= TASK TO COMPLETE =
Take every line from the listing below that includes "numeric" and copy it.

= DATA EXTRACT =
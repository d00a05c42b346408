//! Statements — the unit of storage and iteration.
//!
//! A statement is a tuple (or a key) tagged with an operation type, an
//! LSN, and — for UPSERT — an operations payload:
//!
//! - `REPLACE` stores a full tuple.
//! - `DELETE` stores only the key of the deleted tuple.
//! - `UPSERT` stores a fallback tuple plus a sequence of update
//!   operations to run against an older version.
//! - `SELECT` is a key-only statement used as an iterator probe; it is
//!   never written to storage.
//!
//! Statements are immutable after construction except for the LSN
//! (assigned at commit, after the WAL write) and the stacked-upsert
//! counter, both of which are atomics so shared references stay cheap.
//!
//! [`apply_upsert`] implements the UPSERT combination contract used by
//! read iterators, the write iterator, and the background squash worker.

#[cfg(test)]
mod tests;

pub mod update;

use std::sync::Arc;
use std::sync::atomic::{AtomicI64, AtomicU8, Ordering as AtomicOrdering};

use thiserror::Error;
use tracing::warn;

use crate::keydef::{KeyDef, KeyDefError};
use crate::msgpack::{self, MsgpackError};

pub use update::{apply_update_ops, concat_op_sequences, squash_op_sequences};

/// Stacked-upsert count at which a key is handed to the squash worker.
pub const UPSERT_THRESHOLD: u8 = 128;

/// Counter value marking a key as queued for squash.
pub const UPSERT_PENDING: u8 = u8::MAX;

// ------------------------------------------------------------------------------------------------
// Error Types
// ------------------------------------------------------------------------------------------------

/// Errors returned by statement operations.
#[derive(Debug, Error)]
pub enum StmtError {
    /// MessagePack decoding failure.
    #[error("msgpack error: {0}")]
    Msgpack(#[from] MsgpackError),

    /// Key extraction or comparison failure.
    #[error("key def error: {0}")]
    KeyDef(#[from] KeyDefError),

    /// Malformed update operation.
    #[error("illegal update operation: {0}")]
    IllegalOp(String),

    /// Update operation addresses a field outside the tuple.
    #[error("update field {field} is out of range (tuple has {field_count} fields)")]
    FieldOutOfRange {
        /// One-based field number from the operation.
        field: i64,
        /// Field count of the tuple being updated.
        field_count: u32,
    },

    /// Arithmetic update on a non-numeric field or argument.
    #[error("arithmetic update on non-numeric operand (field {field})")]
    ArithmeticType {
        /// One-based field number from the operation.
        field: i64,
    },

    /// Integer overflow during an arithmetic update.
    #[error("integer overflow in update of field {field}")]
    ArithmeticOverflow {
        /// One-based field number from the operation.
        field: i64,
    },

    /// Operation requires a tuple statement but got a key statement.
    #[error("operation requires a full tuple, statement carries only a key")]
    KeyOnlyStatement,
}

// ------------------------------------------------------------------------------------------------
// Statement
// ------------------------------------------------------------------------------------------------

/// Operation type of a statement.
#[derive(Debug, Clone, Copy, PartialEq, Eq, Hash)]
pub enum StmtType {
    /// Full-tuple write.
    Replace,
    /// Key-only deletion marker.
    Delete,
    /// Conditional write: fallback tuple plus update operations.
    Upsert,
    /// Key-only iterator probe.
    Select,
}

/// A single storage statement. See the [module docs](self).
#[derive(Debug)]
pub struct Statement {
    stype: StmtType,
    /// Commit LSN; 0 until assigned.
    lsn: AtomicI64,
    /// Saturating stacked-upsert counter; [`UPSERT_PENDING`] while the
    /// key sits in the squash queue.
    n_upserts: AtomicU8,
    /// Tuple body (`Replace`/`Upsert`) or key array (`Delete`/`Select`).
    data: Box<[u8]>,
    /// Key part count for key-only statements.
    part_count: u32,
    /// Update operations payload for `Upsert`.
    ops: Option<Box<[u8]>>,
}

impl Statement {
    /// Creates a REPLACE from a tuple body.
    pub fn new_replace(data: &[u8]) -> Arc<Statement> {
        Arc::new(Statement {
            stype: StmtType::Replace,
            lsn: AtomicI64::new(0),
            n_upserts: AtomicU8::new(0),
            data: data.into(),
            part_count: 0,
            ops: None,
        })
    }

    /// Creates a DELETE from a key array.
    pub fn new_delete(key: &[u8]) -> Arc<Statement> {
        let part_count = msgpack::read_array_len(key).map(|(c, _)| c).unwrap_or(0);
        Arc::new(Statement {
            stype: StmtType::Delete,
            lsn: AtomicI64::new(0),
            n_upserts: AtomicU8::new(0),
            data: key.into(),
            part_count,
            ops: None,
        })
    }

    /// Creates an UPSERT from a fallback tuple and an operations array.
    pub fn new_upsert(data: &[u8], ops: &[u8]) -> Arc<Statement> {
        Arc::new(Statement {
            stype: StmtType::Upsert,
            lsn: AtomicI64::new(0),
            n_upserts: AtomicU8::new(0),
            data: data.into(),
            part_count: 0,
            ops: Some(ops.into()),
        })
    }

    /// Creates a SELECT probe from a key array.
    pub fn new_select(key: &[u8], part_count: u32) -> Arc<Statement> {
        Arc::new(Statement {
            stype: StmtType::Select,
            lsn: AtomicI64::new(0),
            n_upserts: AtomicU8::new(0),
            data: key.into(),
            part_count,
            ops: None,
        })
    }

    /// Operation type.
    pub fn stmt_type(&self) -> StmtType {
        self.stype
    }

    /// Commit LSN (0 until assigned).
    pub fn lsn(&self) -> i64 {
        self.lsn.load(AtomicOrdering::Acquire)
    }

    /// Assigns the commit LSN.
    pub fn set_lsn(&self, lsn: i64) {
        self.lsn.store(lsn, AtomicOrdering::Release);
    }

    /// Stacked-upsert counter.
    pub fn n_upserts(&self) -> u8 {
        self.n_upserts.load(AtomicOrdering::Acquire)
    }

    /// Sets the stacked-upsert counter.
    pub fn set_n_upserts(&self, n: u8) {
        self.n_upserts.store(n, AtomicOrdering::Release);
    }

    /// Tuple body or key array, depending on the statement type.
    pub fn data(&self) -> &[u8] {
        &self.data
    }

    /// Update operations payload (UPSERT only).
    pub fn ops(&self) -> Option<&[u8]> {
        self.ops.as_deref()
    }

    /// Whether the statement carries only a key.
    pub fn is_key_only(&self) -> bool {
        matches!(self.stype, StmtType::Delete | StmtType::Select)
    }

    /// Key part count for key-only statements; for tuple statements the
    /// key def decides.
    pub fn part_count(&self) -> u32 {
        self.part_count
    }

    /// Extracts this statement's key per `key_def`, as a MessagePack
    /// array. Key-only statements return their stored key verbatim.
    pub fn extract_key(&self, key_def: &KeyDef) -> Result<Vec<u8>, StmtError> {
        if self.is_key_only() {
            return Ok(self.data.to_vec());
        }
        Ok(key_def.extract_key(&self.data)?)
    }

    /// Compares two statements by key order under `key_def`.
    pub fn compare(
        a: &Statement,
        b: &Statement,
        key_def: &KeyDef,
    ) -> Result<std::cmp::Ordering, StmtError> {
        Ok(match (a.is_key_only(), b.is_key_only()) {
            (false, false) => key_def.compare_tuples(&a.data, &b.data)?,
            (false, true) => key_def.compare_tuple_with_key(&a.data, &b.data)?,
            (true, false) => key_def
                .compare_tuple_with_key(&b.data, &a.data)?
                .reverse(),
            (true, true) => key_def.compare_keys(&a.data, &b.data)?,
        })
    }

    /// Compares a statement against a key array under `key_def`.
    pub fn compare_with_key(
        stmt: &Statement,
        key: &[u8],
        key_def: &KeyDef,
    ) -> Result<std::cmp::Ordering, StmtError> {
        if stmt.is_key_only() {
            Ok(key_def.compare_keys(&stmt.data, key)?)
        } else {
            Ok(key_def.compare_tuple_with_key(&stmt.data, key)?)
        }
    }

    /// Deep copy with a fresh LSN, used when materializing results.
    fn duplicate_as_replace(&self, lsn: i64) -> Arc<Statement> {
        let stmt = Statement::new_replace(&self.data);
        stmt.set_lsn(lsn);
        stmt
    }
}

// ------------------------------------------------------------------------------------------------
// UPSERT application
// ------------------------------------------------------------------------------------------------

/// Combines an UPSERT with the next older version of the same key.
///
/// - `older` absent or DELETE: the upsert's fallback tuple materializes
///   as a REPLACE.
/// - `older` REPLACE: the update operations run against the older tuple
///   and produce a REPLACE. If the result's primary key (per `key_def`)
///   differs from the older tuple's, the modification is discarded with
///   a diagnostic and the older tuple is carried forward instead.
/// - `older` UPSERT: the two operation sequences are squashed into one
///   when possible, otherwise concatenated (old first), yielding a
///   single UPSERT.
///
/// The result always carries `new_stmt`'s LSN. With `suppress_error`
/// set, malformed individual operations are logged and skipped rather
/// than failing the whole application (the read-path setting).
pub fn apply_upsert(
    new_stmt: &Statement,
    older: Option<&Statement>,
    key_def: &KeyDef,
    suppress_error: bool,
) -> Result<Arc<Statement>, StmtError> {
    debug_assert_eq!(new_stmt.stmt_type(), StmtType::Upsert);
    let lsn = new_stmt.lsn();
    let ops = new_stmt.ops().unwrap_or(&[]);

    let older = match older {
        None => {
            let result = Statement::new_replace(new_stmt.data());
            result.set_lsn(lsn);
            return Ok(result);
        }
        Some(older) if older.stmt_type() == StmtType::Delete => {
            let result = Statement::new_replace(new_stmt.data());
            result.set_lsn(lsn);
            return Ok(result);
        }
        Some(older) => older,
    };

    if older.stmt_type() == StmtType::Upsert {
        let old_ops = older.ops().unwrap_or(&[]);
        let combined = match squash_op_sequences(old_ops, ops)? {
            Some(squashed) => squashed,
            None => concat_op_sequences(old_ops, ops)?,
        };
        let result = Statement::new_upsert(older.data(), &combined);
        result.set_lsn(lsn);
        return Ok(result);
    }

    // older is REPLACE: run the operations against its tuple.
    let updated = apply_update_ops(older.data(), ops, 1, suppress_error)?;

    let old_key = key_def.extract_key(older.data())?;
    let new_key = key_def.extract_key(&updated)?;
    if key_def.compare_keys(&old_key, &new_key)? != std::cmp::Ordering::Equal {
        warn!(
            lsn,
            "upsert operations modify the primary key; modification discarded"
        );
        return Ok(older.duplicate_as_replace(lsn));
    }

    let result = Statement::new_replace(&updated);
    result.set_lsn(lsn);
    Ok(result)
}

= RESPONSE TO THIS TASK =
    /// Arithmetic update on a non-numeric field or argument.
    #[error("arithmetic update on non-numeric operand (field {field})")]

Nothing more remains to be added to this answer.